Goldman Sachs Estimates What Remote Work Will Have Done to Office Vacancy By 2030
Remote work is down from the pandemic peak, but still upwards of a quarter of the U.S. workforce.
Just in time for Labor Day, Goldman Sachs took a look at something that has become near and dear to many employees: work from home (WFH).
Right now, it’s running about 20% to 25% of workers who skip the office at least part of the week. That’s down from the peak of 47% during the worst of the pandemic, but it’s almost 10 times higher than the 2.6% before 2020.
What the CRE industry might want to know is how long this is likely to go on. According to the report, the current level has stabilized, no matter how much employers have said that they want everyone back in the office.
Now the bad news for office. “Going forward, 17% of all office leases are scheduled to expire by the end of 2024, 47% between 2024-2029, and the rest after 2030,” the report said. “Our baseline estimates suggest that remote work will likely exert 0.8pp of upward pressure on the office vacancy rate by 2024, an additional 2.3pp over 2025-2029, and another 1.8pp in 2030 and beyond, though this is likely to be partially offset by a decline in new construction.”
Who Is Staying Home?
As might be expected, the percentage of employees staying home varies depending on the industry. For hospitality or retail, the combination of hybrid and fully remote is around 10%. Transportation seems to be about 15%, manufacturing a little higher, government under 20%, and so it goes upwards through healthcare, education, wholesale, utilities, real estate, business services, entertainment, and up to maybe 38% for finance and something over 40% for IT.

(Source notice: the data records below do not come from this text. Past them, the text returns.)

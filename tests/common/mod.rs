//! Shared fixture: a small four-player event with a bye placeholder.

use chess_pairing_display::RawRecordSet;
use serde_json::{json, Value};

pub fn pairing(player: &str, round: u32, color: &str, opponent: &str, result: &str) -> Value {
    json!({
        "player": player,
        "round": round,
        "4000": color,
        "4001": opponent,
        "4002": result,
    })
}

pub fn fixture() -> Value {
    json!({
        "general": {
            "65": "Open 2024",
            "66": "Kiel",
            "67": "Arbiter A",
            "88": "Club K",
            "89": "2024-05-17",
            "91": "19.05.2024",
            "72": "90",
            "73": "30",
            "1": 9,
            "4": "20"
        },
        "players": [
            {
                "2020": "a", "2021": "1", "2022": "2", "2000": "Alpha, Anna", "2002": "FM",
                "2001": "SK A", "2006": "GER", "2003": "2100", "2004": "2150",
                "2025": "2,5", "2030": "4.5", "2031": "3", "2032": "4.25"
            },
            {
                "2020": "b", "2021": "2", "2022": "1", "2000": "Beta, Bert", "2002": "",
                "2001": "SK B", "2006": "GER", "2003": "0", "2004": "1900",
                "2025": 3, "2030": "5", "2031": "4", "2032": "6"
            },
            {
                "2020": "c", "2021": "3", "2022": "3", "2000": "Gamma, Carl", "2002": "",
                "2001": "", "2006": "DEN", "2003": "1800", "2004": "",
                "2025": "1,5", "2030": "5", "2031": "3,5", "2032": "2"
            },
            {
                "2020": "d", "2021": 4, "2022": "4", "2000": "Delta, Dora",
                "2001": "SK D", "2006": "GER", "2003": "1600",
                "2025": "1", "2030": "4", "2031": "2", "2032": "1"
            },
            { "2020": "z", "2021": "5", "2000": "  " }
        ],
        "pairings_players": [
            pairing("a", 3, "4000-1", "b", "4002-3"),
            pairing("d", 3, "4000-1", "c", "4002-1"),
            pairing("b", 3, "4000-2", "a", "4002-1"),
            pairing("c", 3, "4000-2", "d", "4002-3"),
            pairing("a", 2, "4000-2", "c", "4002-1"),
            pairing("c", 2, "4000-1", "a", "4002-3"),
            pairing("b", 2, "4000-1", "z", "4002-3"),
            pairing("d", 2, "4000-1", "q", "4002-3"),
            pairing("a", 1, "4000-1", "b", "4002-3"),
            pairing("b", 1, "4000-2", "a", "4002-1"),
            pairing("c", 1, "4000-1", "d", "4002-2"),
            pairing("d", 1, "4000-2", "c", "4002-2")
        ]
    })
}

pub fn raw(value: Value) -> RawRecordSet {
    serde_json::from_value(value).unwrap()
}

/// Fixture with its pairing section replaced.
pub fn with_pairings(pairings: Vec<Value>) -> RawRecordSet {
    let mut value = fixture();
    value["pairings_players"] = Value::Array(pairings);
    raw(value)
}
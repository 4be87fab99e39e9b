//! Chess pairing display: normalizes records exported by a pairing program into a tournament model.

pub mod logic;
pub mod models;

pub use logic::{
    convert, decode_color, decode_result, pairing_sheet_csv, parse_date, parse_decimal, parse_uint,
    Conversion, Normalizer, NormalizerConfig, Parsed, DEFAULT_BYE_LABEL,
};
pub use models::{
    codes, Board, Color, ConvertError, Game, GameResult, Player, PlayerId, PlayerRef, RawRecord,
    RawRecordSet, RawValue, Rating, RoundPairing, Section, Tiebreaks, TournamentDates,
    TournamentInfo, TournamentModel, Warning,
};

“The share of employees working remotely remains remarkably elevated in industries like information that require less face-to-face interaction, while it is much lower in contact-heavy sectors like retail and hospitality,” the report says. “As of July 2023, 16% of workers are in hybrid roles and 8% are in fully remote roles, suggesting that the hybrid work model remains the more prevalent option across industries relative to the fully remote model.”

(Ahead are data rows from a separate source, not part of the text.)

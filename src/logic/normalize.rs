//! Entry point: one raw record set in, one tournament model out.

use crate::logic::general_info::transform_general_info;
use crate::logic::lookup::PlayerIndex;
use crate::logic::pairing::PairingRecord;
use crate::logic::player_list::transform_player_list;
use crate::logic::round_pairings::transform_round_pairings;
use crate::models::{ConvertError, Diagnostics, RawRecordSet, TournamentModel, Warning};
use serde::Serialize;

/// Default name shown for a missing opponent.
pub const DEFAULT_BYE_LABEL: &str = "bye";

#[derive(Clone, Debug, PartialEq, Eq)]
pub struct NormalizerConfig {
    /// Opponent name used for byes and unresolved opponents.
    pub bye_label: String,
}

impl Default for NormalizerConfig {
    fn default() -> Self {
        Self {
            bye_label: DEFAULT_BYE_LABEL.to_string(),
        }
    }
}

/// A finished conversion: the model and every warning raised while building it.
#[derive(Clone, Debug, Serialize)]
pub struct Conversion {
    pub model: TournamentModel,
    pub warnings: Vec<Warning>,
}

/// Stateless converter. Lookup tables are built per call and dropped afterwards,
/// so concurrent calls never share anything.
#[derive(Clone, Debug, Default)]
pub struct Normalizer {
    config: NormalizerConfig,
}

impl Normalizer {
    pub fn new(config: NormalizerConfig) -> Self {
        Self { config }
    }

    pub fn convert(&self, raw: &RawRecordSet) -> Result<TournamentModel, ConvertError> {
        self.convert_with_report(raw).map(|c| c.model)
    }

    /// Convert and keep the warnings. Fails only if a top-level section is missing.
    pub fn convert_with_report(&self, raw: &RawRecordSet) -> Result<Conversion, ConvertError> {
        let (general, players, raw_pairings) = raw.sections()?;
        let bye_label = self.config.bye_label.as_str();
        let mut diagnostics = Diagnostics::default();

        let index = PlayerIndex::build(players);
        let pairings: Vec<PairingRecord> = raw_pairings
            .iter()
            .filter_map(|record| PairingRecord::decode(record, &mut diagnostics))
            .collect();

        let tournament_info = transform_general_info(general, &mut diagnostics);
        let player_list =
            transform_player_list(players, &pairings, &index, bye_label, &mut diagnostics);
        let round_pairings =
            transform_round_pairings(&pairings, &index, bye_label, &mut diagnostics);

        let warnings = diagnostics.into_warnings();
        log::info!(
            "Converted '{}': {} players, {} rounds, {} warning(s)",
            tournament_info.name,
            player_list.len(),
            round_pairings.len(),
            warnings.len()
        );

        Ok(Conversion {
            model: TournamentModel {
                tournament_info,
                player_list,
                round_pairings,
            },
            warnings,
        })
    }
}

/// Convert with the default configuration.
pub fn convert(raw: &RawRecordSet) -> Result<TournamentModel, ConvertError> {
    Normalizer::default().convert(raw)
}
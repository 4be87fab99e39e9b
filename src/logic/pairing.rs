//! Typed view of one raw pairing record, decoded once per conversion.

use crate::logic::decode::{decode_color, decode_result};
use crate::logic::field::{parse_uint, Parsed};
use crate::models::{codes, Color, Diagnostics, GameResult, Outcome, RawRecord, RawValue, Section};

/// One side's record of one round.
#[derive(Clone, Debug, PartialEq)]
pub struct PairingRecord {
    pub owner: String,
    pub round: u32,
    pub color: Color,
    pub opponent: Option<String>,
    /// Decoded from this record's own perspective.
    pub result: GameResult,
}

impl PairingRecord {
    /// Decode a raw pairing record. Records without an owner key or a positive round are skipped.
    pub fn decode(record: &RawRecord, diagnostics: &mut Diagnostics) -> Option<Self> {
        let Some(owner) = record.text(codes::OWNER_KEY) else {
            diagnostics.field(Section::Pairings, codes::OWNER_KEY, "");
            return None;
        };
        let round = match parse_uint(record.get(codes::ROUND)) {
            Parsed::Value(round) if round > 0 => round,
            Parsed::Value(round) => {
                diagnostics.field(Section::Pairings, codes::ROUND, round.to_string());
                return None;
            }
            Parsed::Absent => {
                diagnostics.field(Section::Pairings, codes::ROUND, "");
                return None;
            }
            Parsed::Malformed(raw) => {
                diagnostics.field(Section::Pairings, codes::ROUND, raw);
                return None;
            }
        };

        let color_code = code_text(record, codes::COLOR, diagnostics);
        if !color_code.is_empty() && Color::from_code(&color_code).is_none() {
            diagnostics.field(Section::Pairings, codes::COLOR, color_code.as_str());
        }
        let color = decode_color(&color_code);

        let result_code = code_text(record, codes::RESULT, diagnostics);
        if !result_code.is_empty() && Outcome::from_code(&result_code).is_none() {
            diagnostics.field(Section::Pairings, codes::RESULT, result_code.as_str());
        }

        Some(Self {
            owner,
            round,
            color,
            opponent: record.text(codes::OPPONENT_KEY),
            result: decode_result(&result_code, color),
        })
    }

    pub fn opponent_key(&self) -> &str {
        self.opponent.as_deref().unwrap_or("")
    }
}

/// Text of an enumerated code field. Values that are neither text nor number are reported
/// and read as blank.
fn code_text(record: &RawRecord, code: &str, diagnostics: &mut Diagnostics) -> String {
    match record.get(code) {
        Some(RawValue::Other(v)) if !v.is_null() => {
            diagnostics.field(Section::Pairings, code, v.to_string());
            String::new()
        }
        _ => record.text(code).unwrap_or_default(),
    }
}
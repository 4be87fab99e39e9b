//! Player-list derivation, including each player's game history.

use crate::logic::field::{parse_decimal, parse_uint};
use crate::logic::lookup::{PlayerIndex, Resolution};
use crate::logic::pairing::PairingRecord;
use crate::models::{
    codes, Diagnostics, Game, Player, RawRecord, Rating, Section, Tiebreaks, Warning,
};
use std::collections::HashMap;

/// Build the player list in source order. Records with a blank name are dropped.
pub fn transform_player_list(
    players: &[RawRecord],
    pairings: &[PairingRecord],
    index: &PlayerIndex,
    bye_label: &str,
    diagnostics: &mut Diagnostics,
) -> Vec<Player> {
    let mut by_owner: HashMap<&str, Vec<&PairingRecord>> = HashMap::new();
    for pairing in pairings {
        by_owner.entry(pairing.owner.as_str()).or_default().push(pairing);
    }

    players
        .iter()
        .filter_map(|record| {
            let name = record.text(codes::NAME)?;
            let owned = record
                .text(codes::PLAYER_KEY)
                .and_then(|key| by_owner.get(key.as_str()))
                .map(Vec::as_slice)
                .unwrap_or_default();
            let games = player_games(owned, index, bye_label, diagnostics);
            Some(transform_player(record, name, games, diagnostics))
        })
        .collect()
}

fn transform_player(
    record: &RawRecord,
    name: String,
    games: Vec<Game>,
    diagnostics: &mut Diagnostics,
) -> Player {
    let mut uint =
        |code: &str| parse_uint(record.get(code)).report(diagnostics, Section::Players, code);
    let id = uint(codes::PLAYER_ID);
    let final_rank = uint(codes::FINAL_RANK);
    // A rating of 0 means unrated.
    let national = uint(codes::NATIONAL_RATING).filter(|&r| r > 0);
    let international = uint(codes::INTERNATIONAL_RATING).filter(|&r| r > 0);

    let mut decimal = |code: &str| {
        parse_decimal(record.get(code))
            .report(diagnostics, Section::Players, code)
            .unwrap_or(0.0)
    };

    Player {
        id,
        start_rank: id,
        final_rank,
        name,
        title: record.text(codes::TITLE),
        club: record.text(codes::CLUB).unwrap_or_default(),
        federation: record.text(codes::FEDERATION).unwrap_or_default(),
        rating: Rating {
            national,
            international,
        },
        points: decimal(codes::POINTS),
        tiebreaks: Tiebreaks {
            buchholz: decimal(codes::BUCHHOLZ),
            buchholz_cut1: decimal(codes::BUCHHOLZ_CUT_1),
            sonneborn_berger: decimal(codes::SONNEBORN_BERGER),
        },
        games,
    }
}

/// One player's games, ascending by round. Unknown opponents become byes.
fn player_games(
    owned: &[&PairingRecord],
    index: &PlayerIndex,
    bye_label: &str,
    diagnostics: &mut Diagnostics,
) -> Vec<Game> {
    let mut games: Vec<Game> = owned
        .iter()
        .map(|pairing| {
            let (opponent_id, opponent_name) = match index.resolve(pairing.opponent.as_deref()) {
                Resolution::Player(opponent) => (opponent.id, opponent.name),
                Resolution::Placeholder | Resolution::NoKey => (None, bye_label.to_string()),
                Resolution::Unknown(key) => {
                    diagnostics.push(Warning::UnresolvedReference {
                        round: pairing.round,
                        player_key: pairing.owner.clone(),
                        opponent_key: key,
                    });
                    (None, bye_label.to_string())
                }
            };
            Game {
                round: pairing.round,
                opponent_id,
                opponent_name,
                result: pairing.result,
                color: pairing.color,
            }
        })
        .collect();
    games.sort_by_key(|g| g.round);
    games
}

WFH is an effect of “both structural and cyclical factors,” which helps explain why it hasn’t subsided as many thought it would — or should.
The structural issues are largely technology that has been around for some significant time before the pandemic. But not being able to go to offices put a spotlight on technologies that allow communication and collaboration at a distance. In response, at least partly, the report said that “surveys show that workers now place more value on being able to work from home.” And, as people in business know, it’s hard to take benefits away once people have become accustomed to them.
Then come the cyclical aspects, like labor markets having been on the path of becoming tighter for years now. The last two years only accelerated the pace and “made employers more willing to allow employees to work remotely.” The study said that state-level data showed a 1 percentage point increase in the job-worker gap leading to a 0.3 percentage point increase in the share of remote job postings.